Thursday, January 31, 2013

Grazing Exclosure Plot

Or rather...a forgotten and abandoned grazing exclosure plot.

I'm always saddened to see forgotten exclosure plots in the Mara.  Here you can see the pieces of metal sticking up out of the ground that used to hold the fence.  Topi seem to love the grass inside this "exclosure" plot.  

Wednesday, January 30, 2013

Hazardous Work Environment

Not the best place in the world to open up your computer and surf the internet.  Nah, I'm just kidding.  I wasn't surfing the internet.  I was downloading the data from our water quality meter we had installed below the carcasses.  

I wonder if Yale Forestry would get more or less students if they used this in their recruitment campaigns.  


A view from above.  The green area was burned a few months before this picture was taken.  The yellowish brown area was not burned.  The small dark patches you see are termite mounds.

Tuesday, January 29, 2013

Count the Crocs

We often play this game.  Count the Crocs.  How many crocs are sharing that small sandy bank in the middle of the Mara River? 

Monday, January 28, 2013

Sunday, January 27, 2013


One of the major challenges we had this year was caused by the inherent variability of flows.  When we needed low flows, they were high.  When we needed high flows, they were low.  

We were constantly running around with several sets of 10 tiles zip-tied to a metal frame, trying to keep them in the water.  We had to leave a set in the water for about 3 weeks, at several different locations spread throughout the basin.  

It was always heartbreaking to arrive after 2 or 3 weeks to one of our tile locations to find this...

Beached tiles!  We were trying to grow algae on the tiles.  When they are no longer underwater, the algae does not grow.  It very quickly gets desiccated in the hot African sun and dies.  Usually when we would show up, half of our tiles would be destroyed by hippos or other large wildlife walking in or near the water.  We were fortunate that the hippos spared this set.  So, we moved them back into the water to try again...

Saturday, January 26, 2013

Minor Mistake

A contractor has recently installed automatic gauging stations around the Mara River Basin.  The stations will automatically record water depth so that the water authorities can more accurately track changes in water discharge.

The contractor appears to have made a minor mistake at this station.  I'm not sure, but I think the pipe that you can see in the picture (the one coming out from the bank) is that pipe that is supposed to transport water to the stilling well where the water depth measurement is actually taken. The contractor installed the station under high flows so the station will probably not be capable of taking readings of any of the low flows.

Friday, January 25, 2013


A storm approaching...the rising waters will wash all the carcasses downstream to Tanzania then Lake Victoria.

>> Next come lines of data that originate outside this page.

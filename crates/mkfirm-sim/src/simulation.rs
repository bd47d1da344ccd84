//! The time-stepped simulation driver.
//!
//! A [`Simulation`] exclusively owns one task set, one job arena and one
//! scheduler. Each tick runs the fixed protocol
//!
//! ```text
//! init_step ─▶ cancel_job*  ─▶ spawn_job* ─▶ enqueue_job*
//!           ─▶ schedule ─▶ cancel_job* ─▶ dispatch ─▶ complete_job?
//! ```
//!
//! and then advances `now` by one. A failure whose bit is in
//! [`SimulationConfig::abort_on`] stops the loop at once and leaves `now` at
//! the failing tick.

use std::ops::ControlFlow;

use serde::{Deserialize, Serialize};

use crate::config::SimulationConfig;
use crate::error::{SchedulerError, SimulationError, SimulationResult};
use crate::exit::ExitCondition;
use crate::job::{Job, JobArena, JobHandle};
use crate::scheduler::{
    DispatchOutcome, SchedContext, SchedView, Scheduler, SchedulerPhase, SchedulerRegistry,
};
use crate::task::TaskSet;
use crate::time::Time;
use crate::trace::TraceContext;

/// Aggregate outcome of a simulation.
#[derive(Debug, Clone, Default, PartialEq, Serialize, Deserialize)]
pub struct SimulationResults {
    /// Ticks simulated so far, drain included.
    pub simulated_time: Time,
    /// No failure bit was reported by any run or drain.
    pub success: bool,
    pub activations: u64,
    pub completions: u64,
    pub cancellations: u64,
    pub execution_cancellations: u64,
    pub lost_execution_cycles: u64,
    pub misses: u64,
    pub preemptions: u64,
    pub utility_sum: f64,
    pub utility_sample_count: u64,
    /// Ticks that cancelled at least one job.
    pub steps_with_cancellations: u64,
    /// Ticks in which the processor was idle.
    pub idle_steps: u64,
}

#[derive(Debug, Default)]
struct DriverStats {
    cancel_steps: u64,
    idle_steps: u64,
    cancellation_times: Vec<Time>,
}

/// One simulation run over a task set.
#[derive(Debug)]
pub struct Simulation {
    tasks: TaskSet,
    jobs: JobArena,
    scheduler: Box<dyn Scheduler>,
    config: SimulationConfig,
    trace: TraceContext,
    now: Time,
    finalised: bool,
    exit: ExitCondition,
    stats: DriverStats,
}

impl Simulation {
    /// Create a simulation with a scheduler from the default registry.
    ///
    /// # Errors
    ///
    /// Returns [`SimulationError::UnknownScheduler`] for an unregistered id
    /// and [`SimulationError::InvalidConfig`] for an invalid configuration.
    pub fn new(
        tasks: TaskSet,
        scheduler: &str,
        config: SimulationConfig,
        trace: TraceContext,
    ) -> SimulationResult<Self> {
        Self::with_registry(
            tasks,
            &SchedulerRegistry::with_defaults(),
            scheduler,
            config,
            trace,
        )
    }

    /// Create a simulation with a scheduler from `registry`.
    ///
    /// # Errors
    ///
    /// Same as [`Simulation::new`].
    pub fn with_registry(
        tasks: TaskSet,
        registry: &SchedulerRegistry,
        scheduler: &str,
        config: SimulationConfig,
        trace: TraceContext,
    ) -> SimulationResult<Self> {
        config.validate()?;
        let scheduler = registry.create(scheduler, config.scheduler)?;
        Self::with_scheduler(tasks, scheduler, config, trace)
    }

    /// Create a simulation around an already built scheduler. Its own
    /// switches replace `config.scheduler`.
    ///
    /// # Errors
    ///
    /// Returns [`SimulationError::InvalidConfig`] for an invalid
    /// configuration.
    pub fn with_scheduler(
        mut tasks: TaskSet,
        scheduler: Box<dyn Scheduler>,
        mut config: SimulationConfig,
        trace: TraceContext,
    ) -> SimulationResult<Self> {
        config.validate()?;
        config.scheduler = *scheduler.config();
        let now = 0;
        trace.in_scope(scheduler.name(), || {
            for task in tasks.iter_mut() {
                task.start(now);
            }
            tracing::debug!(tasks = tasks.len(), "simulation created");
        });
        Ok(Self {
            tasks,
            jobs: JobArena::new(),
            scheduler,
            config,
            trace,
            now,
            finalised: false,
            exit: ExitCondition::empty(),
            stats: DriverStats::default(),
        })
    }

    /// Simulate up to `steps` ticks.
    ///
    /// Returns the failure bits that stopped the run, or an empty set if all
    /// ticks ran.
    ///
    /// # Errors
    ///
    /// Returns [`SimulationError::AlreadyFinalised`] after [`finalise`].
    ///
    /// [`finalise`]: Simulation::finalise
    pub fn run(&mut self, steps: u64) -> SimulationResult<ExitCondition> {
        if self.finalised {
            return Err(SimulationError::AlreadyFinalised);
        }
        let trace = self.trace.clone();
        Ok(trace.in_scope(self.scheduler.name(), || {
            for _ in 0..steps {
                if let ControlFlow::Break(fatal) = self.tick(true) {
                    return fatal;
                }
            }
            ExitCondition::empty()
        }))
    }

    /// Simulate a single tick with activations.
    ///
    /// # Errors
    ///
    /// Returns [`SimulationError::AlreadyFinalised`] after [`finalise`].
    ///
    /// [`finalise`]: Simulation::finalise
    pub fn step(&mut self) -> SimulationResult<ExitCondition> {
        self.run(1)
    }

    /// Run without activations until the scheduler holds no jobs.
    ///
    /// The drain is bounded by [`SimulationConfig::drain_limit`]; hitting the
    /// bound reports [`ExitCondition::DRAIN_INCOMPLETE`]. Open failure runs
    /// are closed into each task's histogram.
    ///
    /// # Errors
    ///
    /// Returns [`SimulationError::AlreadyFinalised`] when called twice.
    pub fn finalise(&mut self) -> SimulationResult<ExitCondition> {
        if self.finalised {
            return Err(SimulationError::AlreadyFinalised);
        }
        self.finalised = true;
        let trace = self.trace.clone();
        Ok(trace.in_scope(self.scheduler.name(), || {
            let mut exit = ExitCondition::empty();
            let mut drained = 0_u64;
            while self.scheduler.has_pending_jobs() {
                if drained >= self.config.drain_limit {
                    tracing::warn!(
                        pending = self.scheduler.pending_jobs(),
                        limit = self.config.drain_limit,
                        "drain limit reached"
                    );
                    exit |= ExitCondition::DRAIN_INCOMPLETE;
                    self.exit |= ExitCondition::DRAIN_INCOMPLETE;
                    break;
                }
                if let ControlFlow::Break(fatal) = self.tick(false) {
                    exit |= fatal;
                    break;
                }
                drained = drained.saturating_add(1);
            }
            for task in self.tasks.iter_mut() {
                task.finish_stats();
            }
            tracing::debug!(now = self.now, drained, ?exit, "simulation finalised");
            exit
        }))
    }

    /// One tick of the protocol. Breaks with the failure bits that abort.
    fn tick(&mut self, activate: bool) -> ControlFlow<ExitCondition> {
        let now = self.now;
        tracing::trace!(now, activate, "tick");
        let mut cancel_step_counted = false;

        let view = SchedView {
            jobs: &self.jobs,
            tasks: &self.tasks,
        };
        match self.scheduler.init_step(view, now) {
            Ok(cancelled) => {
                let failed = self.propagate_cancellations(&cancelled, now);
                self.count_cancel_step(cancelled.len(), &mut cancel_step_counted);
                self.gate(failed)?;
            }
            Err(err) => self.gate(Self::scheduler_failure(SchedulerPhase::InitStep, err, now))?,
        }

        if activate {
            let mut released = Vec::new();
            for task in self.tasks.iter_mut() {
                if let Some(handle) = task.spawn_job(now, &mut self.jobs) {
                    released.push(handle);
                }
            }
            let view = SchedView {
                jobs: &self.jobs,
                tasks: &self.tasks,
            };
            for handle in released {
                self.scheduler.enqueue_job(view, handle);
            }
        }

        let view = SchedView {
            jobs: &self.jobs,
            tasks: &self.tasks,
        };
        match self.scheduler.schedule(view, now) {
            Ok(cancelled) => {
                let failed = self.propagate_cancellations(&cancelled, now);
                self.count_cancel_step(cancelled.len(), &mut cancel_step_counted);
                self.gate(failed)?;
            }
            Err(err) => self.gate(Self::scheduler_failure(SchedulerPhase::Schedule, err, now))?,
        }

        let ctx = SchedContext::new(&mut self.jobs, &self.tasks);
        match self.scheduler.dispatch(ctx, now) {
            Ok(DispatchOutcome::Idle) => {
                self.stats.idle_steps = self.stats.idle_steps.saturating_add(1);
            }
            Ok(DispatchOutcome::Executed(_)) => {}
            Ok(DispatchOutcome::Finished(handle)) => {
                let failed = self.complete(handle, now.saturating_add(1));
                self.gate(failed)?;
            }
            Err(err) => self.gate(Self::scheduler_failure(SchedulerPhase::Dispatch, err, now))?,
        }

        self.now = now.saturating_add(1);
        ControlFlow::Continue(())
    }

    /// Count the tick once, before any gate can abort it.
    fn count_cancel_step(&mut self, cancelled: usize, counted: &mut bool) {
        if cancelled > 0 && !*counted {
            *counted = true;
            self.stats.cancel_steps = self.stats.cancel_steps.saturating_add(1);
        }
    }

    fn scheduler_failure(phase: SchedulerPhase, err: SchedulerError, now: Time) -> ExitCondition {
        tracing::warn!(%phase, now, error = %err, "scheduler failure");
        phase.exit_condition()
    }

    /// Split `failed` into bits that abort and bits that are only logged.
    fn gate(&mut self, failed: ExitCondition) -> ControlFlow<ExitCondition> {
        let fatal = failed & self.config.abort_on;
        let masked = failed.difference(self.config.abort_on);
        if !masked.is_empty() {
            tracing::warn!(now = self.now, ?masked, "failure ignored by abort mask");
        }
        if fatal.is_empty() {
            ControlFlow::Continue(())
        } else {
            self.exit |= fatal;
            ControlFlow::Break(fatal)
        }
    }

    fn propagate_cancellations(&mut self, handles: &[JobHandle], now: Time) -> ExitCondition {
        let mut failed = ExitCondition::empty();
        for &handle in handles {
            self.stats.cancellation_times.push(now);
            let Some(owner) = self.jobs.get(handle).map(Job::task) else {
                tracing::warn!(job = %handle, now, "cancelled job is not held by the arena");
                failed |= ExitCondition::CANCELLATION_FAILURE;
                continue;
            };
            let Some(task) = self.tasks.get_mut(owner) else {
                tracing::warn!(job = %handle, task = owner, now, "cancelled job has no task");
                failed |= ExitCondition::CANCELLATION_FAILURE;
                continue;
            };
            match task.cancel_job(&mut self.jobs, handle) {
                Ok(true) => {}
                Ok(false) => {
                    tracing::warn!(
                        job = %handle,
                        task = owner,
                        now,
                        "cancellation broke the task's (m,k) constraint"
                    );
                    failed |= ExitCondition::CANCELLATION_FAILURE;
                }
                Err(err) => {
                    tracing::warn!(job = %handle, now, error = %err, "cancellation bookkeeping failed");
                    failed |= ExitCondition::CANCELLATION_FAILURE;
                }
            }
        }
        failed
    }

    fn complete(&mut self, handle: JobHandle, finish: Time) -> ExitCondition {
        let owner = self.jobs.get(handle).map(Job::task);
        let Some(task) = owner.and_then(|id| self.tasks.get_mut(id)) else {
            tracing::warn!(job = %handle, ?owner, "finished job has no owning task");
            return ExitCondition::DISPATCH_FAILURE;
        };
        match task.complete_job(&mut self.jobs, handle, finish) {
            Ok(()) => ExitCondition::empty(),
            Err(err) => {
                tracing::warn!(job = %handle, error = %err, "completion bookkeeping failed");
                ExitCondition::DISPATCH_FAILURE
            }
        }
    }

    /// Aggregate counters over all tasks plus the driver's own counters.
    #[must_use]
    pub fn get_results(&self) -> SimulationResults {
        let mut results = SimulationResults {
            simulated_time: self.now,
            success: !self.exit.is_failure(),
            steps_with_cancellations: self.stats.cancel_steps,
            idle_steps: self.stats.idle_steps,
            ..SimulationResults::default()
        };
        for task in self.tasks.iter() {
            let stats = task.stats();
            results.activations += stats.activations;
            results.completions += stats.completions;
            results.cancellations += stats.cancellations;
            results.execution_cancellations += stats.execution_cancellations;
            results.lost_execution_cycles += stats.lost_execution_cycles;
            results.misses += stats.misses;
            results.preemptions += stats.preemptions;
            results.utility_sum += task.utility_total();
            results.utility_sample_count += task.utility_count();
        }
        results
    }

    #[must_use]
    pub fn get_taskset(&self) -> &TaskSet {
        &self.tasks
    }

    #[must_use]
    pub fn now(&self) -> Time {
        self.now
    }

    #[must_use]
    pub fn jobs(&self) -> &JobArena {
        &self.jobs
    }

    #[must_use]
    pub fn scheduler(&self) -> &dyn Scheduler {
        self.scheduler.as_ref()
    }

    #[must_use]
    pub fn scheduler_name(&self) -> &'static str {
        self.scheduler.name()
    }

    #[must_use]
    pub fn config(&self) -> &SimulationConfig {
        &self.config
    }

    /// All failure bits reported so far.
    #[must_use]
    pub fn exit_condition(&self) -> ExitCondition {
        self.exit
    }

    #[must_use]
    pub fn is_finalised(&self) -> bool {
        self.finalised
    }

    /// Tick of every cancellation, in order.
    #[must_use]
    pub fn cancellation_times(&self) -> &[Time] {
        &self.stats.cancellation_times
    }

    /// Jobs still owned by the arena.
    #[must_use]
    pub fn leaked_jobs(&self) -> usize {
        self.jobs.live()
    }
}

impl Drop for Simulation {
    fn drop(&mut self) {
        let trace = self.trace.clone();
        trace.in_scope(self.scheduler.name(), || {
            if !self.jobs.is_empty() {
                tracing::error!(
                    leaked = self.jobs.live(),
                    jobs = ?self.jobs.handles(),
                    finalised = self.finalised,
                    "simulation dropped while jobs are still live"
                );
            }
            for handle in self.scheduler.dispatch_order() {
                self.scheduler.remove_job(handle);
            }
        });
    }
}
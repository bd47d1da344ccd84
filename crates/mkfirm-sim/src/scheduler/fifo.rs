//! Arrival-order list scheduler.

use super::{ListPolicy, SchedView};
use crate::error::SchedulerResult;
use crate::job::JobHandle;
use crate::time::Time;

/// Runs jobs in the order they were enqueued.
///
/// This is the bare list-dispatch scheduler: deadline monitoring and
/// cancellation come from the engine, ordering is plain arrival order.
#[derive(Debug, Clone, Default)]
pub struct Fifo {
    queue: Vec<JobHandle>,
}

impl ListPolicy for Fifo {
    const NAME: &'static str = "list";

    fn insert(&mut self, _view: SchedView<'_>, handle: JobHandle) {
        self.queue.push(handle);
    }

    fn remove(&mut self, handle: JobHandle) -> bool {
        match self.queue.iter().position(|&h| h == handle) {
            Some(slot) => {
                self.queue.remove(slot);
                true
            }
            None => false,
        }
    }

    fn select(&self, _view: SchedView<'_>, _now: Time) -> SchedulerResult<Option<JobHandle>> {
        Ok(self.queue.first().copied())
    }

    fn order(&self) -> Vec<JobHandle> {
        self.queue.clone()
    }

    fn len(&self) -> usize {
        self.queue.len()
    }
}
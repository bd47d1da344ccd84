//! Prelude module for common simulator types.
//!
//! This module provides a convenient way to import the types needed to build
//! a task set and run a simulation.

pub use crate::config::{SchedulerConfig, SimulationConfig};
pub use crate::error::{SimulationError, SimulationResult, TaskError, TaskResult};
pub use crate::exit::ExitCondition;
pub use crate::job::{Job, JobArena, JobHandle};
pub use crate::scheduler::{DispatchOutcome, Scheduler, SchedulerRegistry};
pub use crate::simulation::{Simulation, SimulationResults};
pub use crate::task::{Task, TaskSet};
pub use crate::time::{Interval, Priority, TaskId, Time};
pub use crate::trace::TraceContext;
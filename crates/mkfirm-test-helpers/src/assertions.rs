//! Custom assertion macros for testing.

/// Assert that two floating-point values are approximately equal.
///
/// # Example
///
/// ```rust
/// use mkfirm_test_helpers::assert_approx_eq;
///
/// assert_approx_eq!(0.5_f64, 0.5001_f64, 0.001_f64);
/// ```
#[macro_export]
macro_rules! assert_approx_eq {
    ($left:expr, $right:expr, $tolerance:expr $(,)?) => {
        let left = $left;
        let right = $right;
        let tolerance = $tolerance;
        let diff = (left - right).abs();
        if diff > tolerance {
            panic!(
                "assertion failed: `(left ≈ right)`\n  left: `{:?}`,\n right: `{:?}`,\n  diff: `{:?}`,\n  tolerance: `{:?}`",
                left, right, diff, tolerance
            );
        }
    };
}

/// Assert that a slice is sorted ascending by a key function.
///
/// # Example
///
/// ```rust
/// use mkfirm_test_helpers::assert_sorted_by_key;
///
/// assert_sorted_by_key!(&[(1, 'a'), (1, 'b'), (3, 'c')], |p: &(i32, char)| p.0);
/// ```
#[macro_export]
macro_rules! assert_sorted_by_key {
    ($collection:expr, $key:expr $(,)?) => {
        let collection = $collection;
        let key = $key;
        let mut iter = collection.iter();
        if let Some(mut prev) = iter.next() {
            for (i, curr) in iter.enumerate() {
                if key(prev) > key(curr) {
                    panic!(
                        "assertion failed: collection is not sorted by key\n  first unsorted pair at index {}: {:?} > {:?}",
                        i, prev, curr
                    );
                }
                prev = curr;
            }
        }
    };
}
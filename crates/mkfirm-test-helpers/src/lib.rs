//! Shared test utilities for mkfirm.
//!
//! Test code in the workspace is held to the same panic-free lint set as the
//! library, so `unwrap()`/`expect()` are replaced by the helpers here. They
//! panic with the offending value and `#[track_caller]` points at the test line.
//!
//! # Modules
//!
//! - [`mod@must`] - Unwrap helpers with context
//! - [`assertions`] - Assertion macros for float and ordering checks
//!
//! ```rust
//! use mkfirm_test_helpers::{must, must_some};
//!
//! let parsed: Result<u32, String> = Ok(3);
//! assert_eq!(must(parsed), 3);
//! assert_eq!(must_some(Some('k'), "window letter"), 'k');
//! ```

#![deny(unsafe_op_in_unsafe_fn)]
#![cfg_attr(docsrs, feature(doc_cfg))]

pub mod assertions;
pub mod must;

pub use must::*;
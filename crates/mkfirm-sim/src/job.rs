//! Jobs and the arena that owns them.
//!
//! A [`Job`] is one activation of a task. All live jobs sit in a single
//! [`JobArena`]; schedulers and the deadline monitor only ever hold
//! [`JobHandle`]s. The arena's `release` is crate-private and only called from
//! the task completion and cancellation hooks, so a job leaves the arena at
//! exactly one place.

use std::collections::HashMap;
use std::fmt;

use serde::{Deserialize, Serialize};

use crate::time::{Interval, Priority, TaskId, Time};

/// Stable reference to a job in a [`JobArena`].
///
/// Handles are never reused and order by creation, so comparing handles
/// compares arrival order.
#[derive(Debug, Clone, Copy, PartialEq, Eq, PartialOrd, Ord, Hash, Serialize, Deserialize)]
pub struct JobHandle(u64);

impl JobHandle {
    /// Build a handle from its raw value.
    #[must_use]
    pub const fn from_raw(raw: u64) -> Self {
        Self(raw)
    }

    /// Raw handle value.
    #[must_use]
    pub const fn raw(self) -> u64 {
        self.0
    }
}

impl fmt::Display for JobHandle {
    fn fmt(&self, f: &mut fmt::Formatter<'_>) -> fmt::Result {
        write!(f, "job#{}", self.0)
    }
}

/// One instance of work produced by a task.
///
/// `deadline` is fixed at creation as `activation + relative_deadline`.
/// `remaining` only ever decreases, one unit per executed tick, and the cached
/// latest start time follows it.
#[derive(Debug, Clone, PartialEq, Eq)]
pub struct Job {
    task: TaskId,
    id: u64,
    activation: Time,
    execution_time: Interval,
    deadline: Time,
    priority: Priority,
    remaining: Interval,
    preemptions: u32,
    latest_start: Time,
    first_executed: Option<Time>,
}

impl Job {
    /// Create a job released at `activation`.
    #[must_use]
    pub fn new(
        task: TaskId,
        id: u64,
        activation: Time,
        execution_time: Interval,
        relative_deadline: Interval,
        priority: Priority,
    ) -> Self {
        let deadline = activation.saturating_add(relative_deadline);
        let remaining = execution_time.max(0);
        Self {
            task,
            id,
            activation,
            execution_time: remaining,
            deadline,
            priority,
            remaining,
            preemptions: 0,
            latest_start: deadline.saturating_sub(remaining),
            first_executed: None,
        }
    }

    /// Owning task.
    #[inline]
    #[must_use]
    pub fn task(&self) -> TaskId {
        self.task
    }

    /// Instance number within the owning task.
    #[inline]
    #[must_use]
    pub fn id(&self) -> u64 {
        self.id
    }

    #[inline]
    #[must_use]
    pub fn activation(&self) -> Time {
        self.activation
    }

    /// Execution budget at release.
    #[inline]
    #[must_use]
    pub fn execution_time(&self) -> Interval {
        self.execution_time
    }

    /// Absolute deadline.
    #[inline]
    #[must_use]
    pub fn deadline(&self) -> Time {
        self.deadline
    }

    #[inline]
    #[must_use]
    pub fn priority(&self) -> Priority {
        self.priority
    }

    #[inline]
    #[must_use]
    pub fn remaining(&self) -> Interval {
        self.remaining
    }

    #[inline]
    #[must_use]
    pub fn preemptions(&self) -> u32 {
        self.preemptions
    }

    /// Tick at which the job first ran, if it has run at all.
    #[inline]
    #[must_use]
    pub fn first_executed(&self) -> Option<Time> {
        self.first_executed
    }

    /// Cached latest start time, `deadline - remaining`.
    #[inline]
    #[must_use]
    pub fn latest_start_time(&self) -> Time {
        self.latest_start
    }

    /// Ticks of budget already consumed.
    #[inline]
    #[must_use]
    pub fn consumed(&self) -> Interval {
        self.execution_time.saturating_sub(self.remaining)
    }

    /// Whether some of the budget has been consumed.
    #[inline]
    #[must_use]
    pub fn is_started(&self) -> bool {
        self.remaining < self.execution_time
    }

    #[inline]
    #[must_use]
    pub fn is_complete(&self) -> bool {
        self.remaining == 0
    }

    /// Execute one tick at `now`.
    ///
    /// Returns `true` iff the remaining budget is now zero. Callers never step
    /// a completed job; if they do, the budget stays at zero.
    pub fn exec_step(&mut self, now: Time) -> bool {
        if self.first_executed.is_none() {
            self.first_executed = Some(now);
        }
        self.remaining = self.remaining.saturating_sub(1).max(0);
        self.update_latest_start_time();
        self.remaining == 0
    }

    /// Count a preemption. The scheduler calls this when it switches away from
    /// this job while it still has work left.
    pub fn preempt(&mut self) {
        self.preemptions = self.preemptions.saturating_add(1);
    }

    /// Whether the job can still meet its deadline when started at `now`.
    #[must_use]
    pub fn is_feasible(&self, now: Time) -> bool {
        now <= self.deadline.saturating_sub(self.remaining)
    }

    /// Recompute the cached latest start time. Required after every change
    /// of the remaining budget.
    pub fn update_latest_start_time(&mut self) {
        self.latest_start = self.deadline.saturating_sub(self.remaining);
    }
}

/// Owner of every live job in a simulation.
#[derive(Debug, Default)]
pub struct JobArena {
    jobs: HashMap<JobHandle, Job>,
    next: u64,
}

impl JobArena {
    /// Create an empty arena.
    #[must_use]
    pub fn new() -> Self {
        Self::default()
    }

    /// Take ownership of `job` and return its handle.
    pub fn insert(&mut self, job: Job) -> JobHandle {
        let handle = JobHandle(self.next);
        self.next = self.next.saturating_add(1);
        self.jobs.insert(handle, job);
        handle
    }

    #[must_use]
    pub fn get(&self, handle: JobHandle) -> Option<&Job> {
        self.jobs.get(&handle)
    }

    #[must_use]
    pub fn get_mut(&mut self, handle: JobHandle) -> Option<&mut Job> {
        self.jobs.get_mut(&handle)
    }

    #[must_use]
    pub fn contains(&self, handle: JobHandle) -> bool {
        self.jobs.contains_key(&handle)
    }

    /// Number of jobs still owned by the arena.
    #[must_use]
    pub fn live(&self) -> usize {
        self.jobs.len()
    }

    #[must_use]
    pub fn is_empty(&self) -> bool {
        self.jobs.is_empty()
    }

    /// Handles of all live jobs in arrival order.
    #[must_use]
    pub fn handles(&self) -> Vec<JobHandle> {
        let mut handles: Vec<JobHandle> = self.jobs.keys().copied().collect();
        handles.sort_unstable();
        handles
    }

    /// Remove a job from the arena. Only task hooks release jobs.
    pub(crate) fn release(&mut self, handle: JobHandle) -> Option<Job> {
        self.jobs.remove(&handle)
    }
}

#[cfg(test)]
mod tests {
    use super::*;

    fn job(execution_time: Interval, relative_deadline: Interval) -> Job {
        Job::new(1, 0, 10, execution_time, relative_deadline, 3)
    }

    #[test]
    fn test_job_creation() {
        let j = job(2, 5);
        assert_eq!(j.deadline(), 15);
        assert_eq!(j.remaining(), 2);
        assert_eq!(j.latest_start_time(), 13);
        assert!(!j.is_started());
        assert_eq!(j.first_executed(), None);
    }

    #[test]
    fn test_exec_step_counts_down() {
        let mut j = job(3, 10);
        assert!(!j.exec_step(10));
        assert_eq!(j.remaining(), 2);
        assert_eq!(j.latest_start_time(), 18);
        assert!(j.is_started());
        assert_eq!(j.first_executed(), Some(10));

        assert!(!j.exec_step(11));
        assert!(j.exec_step(12));
        assert!(j.is_complete());
        assert_eq!(j.consumed(), 3);
        assert_eq!(j.first_executed(), Some(10));
    }

    #[test]
    fn test_feasibility_boundary() {
        let j = job(2, 5);
        assert!(j.is_feasible(13));
        assert!(!j.is_feasible(14));
    }

    #[test]
    fn test_preempt_counts() {
        let mut j = job(2, 5);
        j.preempt();
        j.preempt();
        assert_eq!(j.preemptions(), 2);
    }

    #[test]
    fn test_arena_handles_are_unique_and_ordered() {
        let mut arena = JobArena::new();
        let a = arena.insert(job(1, 1));
        let b = arena.insert(job(1, 1));
        assert!(a < b);
        assert_eq!(arena.live(), 2);
        assert_eq!(arena.handles(), vec![a, b]);

        assert!(arena.release(a).is_some());
        assert!(arena.release(a).is_none());
        assert!(!arena.contains(a));

        let c = arena.insert(job(1, 1));
        assert_ne!(c, a);
        assert_eq!(arena.live(), 2);
    }

    #[test]
    fn test_handle_display() {
        assert_eq!(JobHandle::from_raw(12).to_string(), "job#12");
    }
}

Wednesday, January 23, 2013


Amanda....counting carcasses.

Looking for Shade

Recently, I have been going through all photographs we took over the last few months.  I plan on posting some of the better ones over the next few months.

When WWF first brought down the telemetry kit, they also brought down a small depth probe for us to install in our water quality meter.  In this picture, I'm installing the depth probe into our meter as I'm squeezed into the only shade I could find (Notice my ultra-clean hat that I had hand-washed in Narok!).  

Wednesday, January 2, 2013

The Mara is up...

After a few days of heavy rain throughout the basin, the Mara River has risen!  Check out the two pictures below.  The first picture is from mid-December when the river had normal, but declining flows.  The second picture was taken today.  The hippos are now spread throughout the pool.